Vaughn negotiated with the department but no purchase agreement was made. In 2001, Vaughn signed a city document that listed additional repairs she’d need to make to bring the house to code. She used the paperwork to get a $15,000 home improvement loan — $4,000 of which was interest. She fixed the roof and made additional upgrades with the balance.

The city lowered the sales price to $7,000. Vaughn balked. The city lowered the price to $4,500.

Vaughn again went to City Council, in July 2000. Council members Kay Everett and Gill Hill were irate with the planning department. Again the council ordered planning officials to help Vaughn gain title.

“You are going to have trouble out of us if she doesn’t get help,” said Hill.

Added Everett: “At this point, it does the city no good to take it back. It’ll just go into disrepair again.”

Everett told Vaughn: “We’re trying to save the houses that we can and you’ve helped us with this one.”

“I thought City Council had some power,” says Vaughn. “I thought with their support, the house was mine. But I guess the planning department doesn’t have to do what the council says.”

Memorial to Charlie

Vaughn’s suit asks for title to the house or $50,000 in damages. But she says money’s not the issue.

It’s been a tough road, she explains, since she left her farm home in Clarkston, Miss. — pregnant and single — because the best job she could get was washing windows for $1.75 an hour. She wanted a better life for her unborn child.

She arrived in Detroit in 1979 with her young son, Charlie. She worked in numerous nursing homes and hospitals, and rented from east side landlords who cared none for upkeep or repair. She saw her son Charlie graduate from high school. When they moved into 5210 Marlborough in 1994, he worked hard to help fix up the house. Mother and son were close.

Three days after he finished classes at Wayne County Community College in 1997, Charlie was shot to death near his home, the apparent victim of gang violence. Vaughn was nearly suicidal with grief, she says.

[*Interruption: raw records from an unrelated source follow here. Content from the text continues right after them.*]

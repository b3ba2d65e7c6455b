use adgate_shared::{segment_matches, CreativeAd};
use rand::seq::SliceRandom;
use rand::Rng;
use tracing::debug;

/// How the winning creative was chosen
#[derive(Debug, Clone, PartialEq)]
pub enum SelectionStrategy {
    /// Restricted to the segments the bandit picked
    Bandit(Vec<String>),
    /// Bandit declined or none of its segments had a candidate
    Priority,
}

#[derive(Debug, Clone, PartialEq)]
pub struct Selection {
    pub creative_ad: CreativeAd,
    pub strategy: SelectionStrategy,
}

/// Picks the winning creative from the paced candidates
#[derive(Debug, Default, Clone, Copy)]
pub struct AdRanker;

impl AdRanker {
    pub fn new() -> Self {
        Self
    }

    pub fn select<R: Rng>(
        &self,
        creative_ads: Vec<CreativeAd>,
        bandit_segments: &[String],
        rng: &mut R,
    ) -> Option<Selection> {
        if creative_ads.is_empty() {
            return None;
        }

        if !bandit_segments.is_empty() {
            let targeted: Vec<CreativeAd> = creative_ads
                .iter()
                .filter(|c| bandit_segments.iter().any(|s| segment_matches(s, &c.segment)))
                .cloned()
                .collect();

            if let Some(creative_ad) = choose_by_priority(targeted, rng) {
                return Some(Selection {
                    creative_ad,
                    strategy: SelectionStrategy::Bandit(bandit_segments.to_vec()),
                });
            }
            debug!(?bandit_segments, "No candidate in bandit segments, using priority");
        }

        choose_by_priority(creative_ads, rng).map(|creative_ad| Selection {
            creative_ad,
            strategy: SelectionStrategy::Priority,
        })
    }
}

/// Lower priority wins; 0 means unset and sorts last
fn priority_rank(priority: u32) -> u32 {
    if priority == 0 {
        u32::MAX
    } else {
        priority
    }
}

fn choose_by_priority<R: Rng>(creative_ads: Vec<CreativeAd>, rng: &mut R) -> Option<CreativeAd> {
    let best = creative_ads.iter().map(|c| priority_rank(c.priority)).min()?;
    let top: Vec<CreativeAd> = creative_ads
        .into_iter()
        .filter(|c| priority_rank(c.priority) == best)
        .collect();
    top.choose(rng).cloned()
}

Four months later, Charlie’s son was born. The mother couldn’t care for the baby, so Vaughn has raised the younger Charlie from infancy at 5210 Marlborough. He calls her Mom. She tells him his daddy helped make their home.

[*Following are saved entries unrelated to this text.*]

use adgate_core::repository::ArmStateRepository;
use adgate_core::ManualClock;
use adgate_serving::{spawn_bandit_feedback, NotificationHub, ServingOrchestrator, ServingResources};
use adgate_shared::UserModel;
use adgate_sim::run_rounds;
use adgate_store::app_config::Config;
use adgate_store::{
    spawn_purge_worker, AdEventStore, InMemoryArmStore, InMemoryCreativeAdRepository, RedisArmStore,
    StaticResources,
};
use anyhow::Context;
use chrono::{Duration, Utc};
use rand::rngs::StdRng;
use rand::SeedableRng;
use std::sync::Arc;
use tracing_subscriber::{layer::SubscriberExt, util::SubscriberInitExt};

const DEFAULT_ROUNDS: usize = 20;
const CLICK_RATE: f64 = 0.3;

#[tokio::main]
async fn main() -> anyhow::Result<()> {
    tracing_subscriber::registry()
        .with(
            tracing_subscriber::EnvFilter::try_from_default_env()
                .unwrap_or_else(|_| "adgate_sim=debug,adgate_serving=info,adgate_eligibility=info,adgate_store=info".into()),
        )
        .with(tracing_subscriber::fmt::layer())
        .init();

    let mut args = std::env::args().skip(1);
    let catalog_path = args
        .next()
        .context("usage: adgate-sim <catalog.json> [rounds]")?;
    let rounds = match args.next() {
        Some(rounds) => rounds.parse().context("rounds must be a number")?,
        None => DEFAULT_ROUNDS,
    };

    let config = Config::load().context("Failed to load config")?;
    tracing::info!(catalog = %catalog_path, rounds, "Starting adgate simulation");

    let catalog_json = tokio::fs::read_to_string(&catalog_path)
        .await
        .with_context(|| format!("Failed to read {}", catalog_path))?;
    let catalog = Arc::new(InMemoryCreativeAdRepository::from_json(&catalog_json)?);

    let arms: Arc<dyn ArmStateRepository> = match &config.redis {
        Some(redis) => {
            tracing::info!(url = %redis.url, "Persisting bandit arms in Redis");
            Arc::new(RedisArmStore::new(&redis.url, &redis.key_prefix)?)
        }
        None => Arc::new(InMemoryArmStore::new()),
    };

    let clock = Arc::new(ManualClock::new(Utc::now()));
    let store = Arc::new(AdEventStore::new(clock.clone()));
    let purge = spawn_purge_worker(store.clone(), config.history.clone());

    let resources = Arc::new(StaticResources::new(UserModel::default()));
    let orchestrator = ServingOrchestrator::new(
        &config,
        store.clone(),
        ServingResources::from_shared(catalog, resources),
        arms.clone(),
        clock.clone(),
        NotificationHub::default(),
    );
    let feedback = spawn_bandit_feedback(orchestrator.bandit_processor(), orchestrator.notifications());

    let mut rng = match config.serving.rng_seed {
        Some(seed) => StdRng::seed_from_u64(seed),
        None => StdRng::from_entropy(),
    };
    let report = run_rounds(
        &orchestrator,
        &clock,
        rounds,
        Duration::minutes(10),
        CLICK_RATE,
        &mut rng,
    )
    .await?;

    // Closing the hub lets the feedback worker drain and exit
    drop(orchestrator);
    feedback.await?;
    purge.abort();

    tracing::info!(
        served = report.served,
        clicked = report.clicked,
        dismissed = report.dismissed,
        no_eligible = report.no_eligible,
        not_allowed = report.not_allowed,
        events = store.len().await,
        "Simulation summary"
    );

    if let Some(state) = arms.load().await? {
        let mut ranked: Vec<_> = state.arms.values().filter(|arm| arm.pulls > 0).collect();
        ranked.sort_by(|a, b| b.value.total_cmp(&a.value));
        for arm in ranked {
            tracing::info!(segment = %arm.segment, pulls = arm.pulls, value = arm.value, "Bandit arm");
        }
    }

    Ok(())
}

“This house is a piece of him,” says Vaughn of her son. “We worked hard on this house. I can’t leave it now — it would be losing a piece of him. It’s all I have”

In addition to her suit, Vaughn is trying to start a movement. She’s got 300 signatures from residents who live near abandoned structures. Her petition reads, “We the people in the city of Detroit are petitioning the Planning and Development committee to have the first rights at the abandoned houses in the city. If we are able to repair them, we should be able to own them, and not be put out after repairs to the houses.”

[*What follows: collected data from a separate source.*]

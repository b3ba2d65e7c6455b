use async_trait::async_trait;
use adgate_core::repository::ArmStateRepository;
use adgate_core::CoreResult;
use adgate_shared::ArmState;
use tokio::sync::Mutex;

/// Bandit state kept for the lifetime of the process
#[derive(Default)]
pub struct InMemoryArmStore {
    state: Mutex<Option<ArmState>>,
    eligible_segments: Mutex<Vec<String>>,
}

impl InMemoryArmStore {
    pub fn new() -> Self {
        Self::default()
    }

    pub fn with_state(state: ArmState) -> Self {
        Self {
            state: Mutex::new(Some(state)),
            eligible_segments: Mutex::new(Vec::new()),
        }
    }
}

#[async_trait]
impl ArmStateRepository for InMemoryArmStore {
    async fn load(&self) -> CoreResult<Option<ArmState>> {
        Ok(self.state.lock().await.clone())
    }

    async fn save(&self, state: &ArmState) -> CoreResult<()> {
        *self.state.lock().await = Some(state.clone());
        Ok(())
    }

    async fn load_eligible_segments(&self) -> CoreResult<Vec<String>> {
        Ok(self.eligible_segments.lock().await.clone())
    }

    async fn save_eligible_segments(&self, segments: &[String]) -> CoreResult<()> {
        *self.eligible_segments.lock().await = segments.to_vec();
        Ok(())
    }
}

The city’s “nuisance abatement” program intends to accomplish exactly what Vaughn hopes to do. Under the program, the city and someone seeking an abandoned house sign a contract that spells out a list of repairs. If they’re completed within three years, the property will be sold to the resident for a price equal to its value minus the cost of repairs. Vaughn never had such a contract.

Though City Council has long advocated selling vacant properties for $1, the city’s mayors and law department have opposed such a policy. The Kilpatrick administration says it hopes to ramp up the nuisance abatement program to get more abandoned city-owned houses into the hands of prospective homeowners. Nonprofit housing officials say the program has been an abysmal failure, mainly because residents who want the houses often don’t have money for the repairs, which can be sizable.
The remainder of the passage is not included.